Unlike other common NVC syndromes, it is almost impossible to detect the NVC on MRI in nervus intermedius neuralgia, as the nerve is usually not detected on MRI because of its small diameter and its course along with the vestibular nerve. To the best of our knowledge, there is no report that depicts the nervus intermedius itself as a cause of NVC on the preoperative MRI. There are, however, a few reports of MVD with preoperative diagnosis based on the indirect radiological finding on MRI.4,8,11) In their reports, the sole radiological finding for possible NVC on the nerve is the displacement of the eighth nerve by the AICA or the posterior inferior cerebellar artery which pass between the seventh and eighth nerves complex, suggesting the presence of NVC on the nervus intermedius.4,8,11) In the present case, although the nervus intermedius itself was not identified on MRI, the three-dimensional images contributed to suggest the NVC on the nervus intermedius, as the arterial compression on the vestibulocochlear nerve was clearly depicted. During surgery, the picture of surgeon’s view was of great help in estimating the course of the AICA covered by the flocculus and determining the appropriate direction of its transposition.

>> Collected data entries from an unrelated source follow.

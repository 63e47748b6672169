use crate::db::{DbActorHandle, DbPost, PostCreate, PostQuery, PostType};
use crate::error::GvError;
use tracing::{debug, info};

/// How a caller identifies a local post: a Zoho id, a title, or both.
#[derive(Debug, Clone, Copy)]
pub struct PostRef<'a> {
    pub post_type: PostType,
    pub zoho_id: Option<&'a str>,
    pub title: Option<&'a str>,
    /// Featured image to store on the post, on creation or when it changed.
    pub featured_image: Option<&'a str>,
}

impl<'a> PostRef<'a> {
    pub fn new(post_type: PostType, zoho_id: Option<&'a str>, title: Option<&'a str>) -> Self {
        Self {
            post_type,
            zoho_id: zoho_id.map(str::trim).filter(|s| !s.is_empty()),
            title: title.map(str::trim).filter(|s| !s.is_empty()),
            featured_image: None,
        }
    }

    pub fn with_image(mut self, path: Option<&'a str>) -> Self {
        self.featured_image = path.map(str::trim).filter(|s| !s.is_empty());
        self
    }

    pub fn is_empty(&self) -> bool {
        self.zoho_id.is_none() && self.title.is_none()
    }
}

/// Local stand-in for the CMS post store (events, companies, speakers).
#[derive(Clone)]
pub struct PostDirectory {
    db: DbActorHandle,
}

impl PostDirectory {
    pub fn new(db: DbActorHandle) -> Self {
        Self { db }
    }

    pub async fn get(&self, id: i64) -> Result<Option<DbPost>, GvError> {
        self.db.get_post(id).await
    }

    pub async fn list(&self, post_type: PostType) -> Result<Vec<DbPost>, GvError> {
        self.db.list_posts(post_type).await
    }

    /// Looks a post up by Zoho id, then by exact title. A title hit without a Zoho id adopts the
    /// given one.
    pub async fn find(&self, post: PostRef<'_>) -> Result<Option<DbPost>, GvError> {
        if let Some(zoho_id) = post.zoho_id
            && let Some(found) = self.db.find_post_by_zoho_id(post.post_type, zoho_id).await?
        {
            return Ok(Some(found));
        }

        let Some(title) = post.title else {
            return Ok(None);
        };
        let mut hits = self
            .db
            .search_posts(PostQuery {
                post_type: post.post_type,
                title: title.to_string(),
                fuzzy: false,
            })
            .await?;
        if hits.is_empty() {
            return Ok(None);
        }
        let mut found = hits.remove(0);

        if let Some(zoho_id) = post.zoho_id
            && found.zoho_id.is_none()
        {
            self.db.set_post_zoho_id(found.id, zoho_id).await?;
            debug!(post_id = found.id, zoho_id, "Attached Zoho id to post");
            found.zoho_id = Some(zoho_id.to_string());
        }
        Ok(Some(found))
    }

    /// Like [`find`](Self::find), creating the post when absent. Returns `(post, created)`.
    pub async fn find_or_create(&self, post: PostRef<'_>) -> Result<(DbPost, bool), GvError> {
        if let Some(mut found) = self.find(post).await? {
            if let Some(image) = post.featured_image
                && found.featured_image.as_deref() != Some(image)
            {
                self.db.set_post_featured_image(found.id, image).await?;
                debug!(post_id = found.id, image, "Updated post featured image");
                found.featured_image = Some(image.to_string());
            }
            return Ok((found, false));
        }

        let title = post.title.ok_or_else(|| {
            GvError::Validation(format!(
                "{} not found and no name given to create it",
                post.post_type
            ))
        })?;
        let created = self
            .db
            .create_post(PostCreate {
                post_type: post.post_type,
                title: title.to_string(),
                zoho_id: post.zoho_id.map(str::to_string),
                featured_image: post.featured_image.map(str::to_string),
            })
            .await?;
        info!(
            post_id = created.id,
            post_type = %post.post_type,
            title = %created.title,
            "Created local post"
        );
        Ok((created, true))
    }

    /// Best title match: exact (ASCII case-insensitive) first, then the shortest containing title.
    pub async fn fuzzy_find(
        &self,
        post_type: PostType,
        name: &str,
    ) -> Result<Option<DbPost>, GvError> {
        let name = name.trim();
        if name.is_empty() {
            return Ok(None);
        }
        let hits = self
            .db
            .search_posts(PostQuery {
                post_type,
                title: name.to_string(),
                fuzzy: true,
            })
            .await?;
        Ok(hits.into_iter().next())
    }
}
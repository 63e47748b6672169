//! Business services wired on top of the database actor and the Zoho client.

pub mod attendees;
pub mod bootstrap;
pub mod checkin;
pub mod posts;
pub mod relations;
pub mod tickets;

pub use attendees::{ATTENDEES_META_KEY, AttendeeLog};
pub use bootstrap::Services;
pub use checkin::{CheckinFields, CheckinHandler, CheckinOutcome, CrmSync};
pub use posts::{PostDirectory, PostRef};
pub use relations::{LinkOutcome, RelationKind, RelationOrchestrator, UnlinkOutcome};
pub use tickets::{TicketGenerator, TicketReceipt};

Rhoton et al. described comprehensive anatomy of the nervus intermedius in cadaveric specimens.18) They found the nervus intermedius is a small single root in most cases and the bundle of up to four tiny rootlets in some specimens. It initially arises from the superior medial part of the REZ of the eighth nerve. It courses together with the superior vestibular nerve, then separates from it to incorporate into the seventh nerve. In approximately 20% of cases, however, it separates from the eighth nerve and joins the seventh nerve in the internal acoustic canal. In such cases, the nervus intermedius is not found in the cerebellopontine angle. Due to these anatomical characteristics, radiological visualization of the nerve is usually difficult. During MVD, exposing its REZ is challenging, as it locates just behind that of the vestibulocochlear nerve in the surgeon’s view via retrosigmoid approach.
Unlike in the cases of hemifacial spasm and trigeminal neuralgia, however, pathogenic involvement of NVC is yet to be established in nervus intermedius neuralgia. Alfieri et al. reported an anatomical observation of the central myelin-peripheral myelin transition zone, or ‘Obersteiner-Redlich zone (ORZ)’ of the nervus intermedius.19) They observed that the ORZ of the nervus intermedius is located closer to the brainstem than that of other cranial nerves, indicating the nervus intermedius is less likely to have NVC. The significance of NVC eliciting nervus intermedius neuralgia including its distinctive location is still controversial, and more evidence is required.
In conclusion, nervus intermedius neuralgia is not yet fully clarified due to its rarity and scarce radiological and surgical findings. Furthermore, direct exposure of the REZ of the nerve is challenging during surgery. MVD for nervus intermedius neuralgia should be limited to those who have failed in all other medical treatments.
The authors have no personal financial or institutional interest to disclose. All authors who are members of The Japan Neurosurgical Society (JNS) have registered online COI Disclosure Statement Forms for JNS members.